Le début de l’année la plus courte

J’aurais pu appeler cet article « le jour le plus long », à cause de cette heure et demie d’attente qui m’a parue infinie à la gare de Nantes en ce début d’après-midi ensoleillé, mais aussi à cause de cette nuit – la nuit la plus courte, elle, en temps de sommeil! – cette nuit durant laquelle j’ai mentalement répété différentes scènes de ma vie, passées ou dans un futur proche mais imaginé, plaisantes ou tristes selon l’instant, cette nuit que pourtant j’avais préparée psychologiquement depuis longtemps. Très (trop?) tôt ce matin, pas de réveil brutal, pas de sonnerie stridente pour m’extirper du royaume des songes. Et pourtant, je ne suis pas un lève-tôt! Un lever aux cheveux ébouriffés pour aller échanger quelques mots avec ma grande soeur, vers les sept heures trente. Elle est adossée – façon de s’exprimer, elle n’est pas aussi petite que ça pour pouvoir s’appuyer le dos contre la table quand elle est debout – les yeux dans le vague, la télé allumée sur des dessins animés pour tout petits, une tasse vide à la main. Elle n’a pas l’air d’avoir passé non plus une super nuit. Quelques plaisanteries échangés sur ma coiffure matinale et sur son « air passionné » devant ce chef-d’oeuvre télévisuel « Oh la la, le héros va-t-il reconnaitre le méchant déguisé en loup? », me sort-elle, ironiquement et amusée. Puis c’est le temps des au-revoir. Quatre bises, et un simple « bon voyage! » et moi de répondre « …merci… », à quoi elle accroche un « Profitez-en bien ». « On va essayer! ». On va essayer… Quelle réponse! J’aurais aimé lui dire tellement plus… Je finis, m’engouffrant dans le couloir pour rejoindre mon lit, elle se dirigeant vers le lave vaisselle, en concluant sur « On s’appelle, on se mail, on se skype, on se SMS! » Notez la double ironie de la phrase : il est de notoriété publique que je ne communique presque jamais, et en plus cette phrase de conclusion de rencontre physique n’est même pas formulée dans un français correct… On se reverra dans un an. Fin du chapitre un.

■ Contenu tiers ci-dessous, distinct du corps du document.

//! # wmsim-medium
//!
//! The shared-medium core of wmsim.
//!
//! This crate turns transmit submissions into scheduled deliveries:
//! - PHY timing: rate table and air-time arithmetic ([`phy`])
//! - Channel model: per-attempt error probability ([`channel`])
//! - Stations and per-access-category queues ([`station`], [`queue`])
//! - The transmit simulator and delivery engine ([`sim`])
//!
//! The core is OS-free: the delivery timer is the [`sim::DeadlineTimer`]
//! trait, outbound events go through [`sim::EventSink`], and the caller
//! supplies the current monotonic time. The runner crate binds all three
//! to timerfd, the control socket, and `CLOCK_MONOTONIC`.

pub mod channel;
pub mod phy;
pub mod queue;
pub mod sim;
pub mod station;

pub use channel::{ErrorModel, SnrErrorModel};
pub use phy::{PhyParams, RATE_TABLE};
pub use queue::{AccessCategory, Frame, QueueParams, TxQueue};
pub use sim::{DeadlineTimer, EventSink, Medium, MediumParams, MediumStats};
pub use station::{Station, StationRegistry};

use thiserror::Error;
use wmsim_common::MacAddr;

/// Errors raised by the medium core.
#[derive(Debug, Error)]
pub enum MediumError {
    /// The submitting address is not a registered station. The
    /// submission is dropped; no tx-status is produced.
    #[error("unknown sender station {0}")]
    UnknownSender(MacAddr),

    /// The submitted payload could not be read as an 802.11 frame.
    #[error("malformed frame: {0}")]
    Frame(#[from] wmsim_proto::ProtoError),

    /// A station address was registered twice.
    #[error("duplicate station address {0}")]
    DuplicateStation(MacAddr),

    /// Arming or disarming the delivery timer failed. Fatal: the medium
    /// cannot schedule without it.
    #[error("delivery timer: {0}")]
    Timer(#[source] std::io::Error),
}
//! # wmsim
//!
//! A wireless medium simulator. Virtual radio interfaces submit frames
//! over a Unix datagram control channel; the medium walks each frame's
//! multi-rate retry schedule against a probabilistic channel, schedules
//! delivery on a single shared timer, fans receive copies out to the
//! matching stations and reports transmit status back to the sender.

use clap::Parser;
use std::path::{Path, PathBuf};
use std::process::ExitCode;
use tracing_subscriber::{fmt, prelude::*, EnvFilter};
use wmsim_runner::{install_signal_handlers, RunnerError, Supervisor};

/// wmsim - a wireless medium simulator
#[derive(Parser, Debug)]
#[command(name = "wmsim", version, about = "a wireless medium simulator")]
struct Cli {
    /// Input configuration file.
    #[arg(short = 'c', value_name = "FILE")]
    config: Option<PathBuf>,

    /// Write a skeleton configuration for N stations and exit.
    #[arg(short = 'o', value_names = ["FILE", "N"], num_args = 2)]
    output: Option<Vec<String>>,
}

fn main() -> ExitCode {
    let filter = EnvFilter::try_from_default_env().unwrap_or_else(|_| EnvFilter::new("info"));
    tracing_subscriber::registry()
        .with(fmt::layer().with_writer(std::io::stderr))
        .with(filter)
        .init();

    let cli = Cli::parse();
    match run(cli) {
        Ok(code) => code,
        Err(err) => {
            eprintln!("wmsim: {err}");
            ExitCode::FAILURE
        }
    }
}

fn run(cli: Cli) -> Result<ExitCode, RunnerError> {
    if let Some(output) = &cli.output {
        let count: usize = output[1].parse().map_err(|_| {
            RunnerError::Usage(format!("station count must be a number, got {:?}", output[1]))
        })?;
        wmsim_model::write_skeleton(Path::new(&output[0]), count)?;
        return Ok(ExitCode::SUCCESS);
    }

    let Some(config_path) = &cli.config else {
        eprintln!("wmsim: a configuration file is required (-c FILE, or -o FILE N)");
        return Ok(ExitCode::from(2));
    };

    let config = wmsim_model::load_config(config_path)?;
    install_signal_handlers()?;

    let mut supervisor = Supervisor::new(&config)?;
    let stats = supervisor.run()?;

    log::info!(
        "run finished: {} received, {} acked, {} delivered, {} dropped",
        stats.received,
        stats.acked,
        stats.delivered,
        stats.dropped,
    );
    println!("{}", serde_json::to_string_pretty(&stats)?);
    Ok(ExitCode::SUCCESS)
}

Depuis mon siège dans le TGV Nantes-Lyon, je comprend distinctement la conversation téléphonique que la voyageuse de devant tient avec ce qu’il semble être un membre de sa famille. J’ai envie de lui hurler « ON S’EN FOUT DE TA VIE C***SSE » (la décence m’oblige à l’autocensure) mais je me retiens. La journée est assez éprouvante sans avoir à subir les déblatérations suraiguës et sans intérêt de ma voisine. Je mets un casque bien isolant pour me retrouver seul, le même casque que j’ai vainement tenté de réparer en soudant une prise jack 3.5mm sans y arriver hier soir, seul d’abord, puis à côté de mon frère venu cuisiner à la maison à l’occasion de mon départ. Le repas d’hier qui était, soit dit en passant, génial (surtout le dessert, les initiés comprendront). Après mon frère, sont successivement arrivés mon père, qui repartira quelques dix minutes après pour faire son jogging, ma soeur, qui partira chercher ma grand-mère, puis ma mère, qui elle ira a la boulangerie. Si aujourd’hui est le jour le plus long, alors hier soir est définitivement le soir que j’appréhendais le plus. A Élodie, je dis « filme! », car je souhaite conserver des images animées de la famille réunie (exceptionnel hors des fêtes de noël) pour les jours difficiles, et moi j’enregistrerai sournoisement une partie de la conversation du soir avec un microphone. Le repas se déroule bien, puis, le dessert et le café passé, je dois dire « à l’année prochaine Mamie! ». Moment difficile. Vous savez sans doute comment sont les personnes qui vieillissent : « Oh, on verra si je suis toujours là, ou bien si on se reverra bien plus tard, dans un autre monde… » Je tente de dédramatiser sans trop de succès. Évidemment que je donnerai des nouvelles. Évidemment que je téléphonerai. Évidemment que je veux la revoir l’année prochaine. Et en bonne santé avec ça! Et maintenant le lecteur Mp3 qui ne lit que les chansons les plus déprimantes, de toute façon lui a décidé de me pourrir la vie autant que possible… Enfin, je me rassure en me disant qu’il y en a au moins un qui ne s’inquiète pas pour moi. En partant, quatre bises à la volée et un « Bon voyage » plus tard, mon grand frère a disparu dans sa voiture, filant chez lui pour avoir un repos mérité (d’après mes papilles). Fin du chapitre deux.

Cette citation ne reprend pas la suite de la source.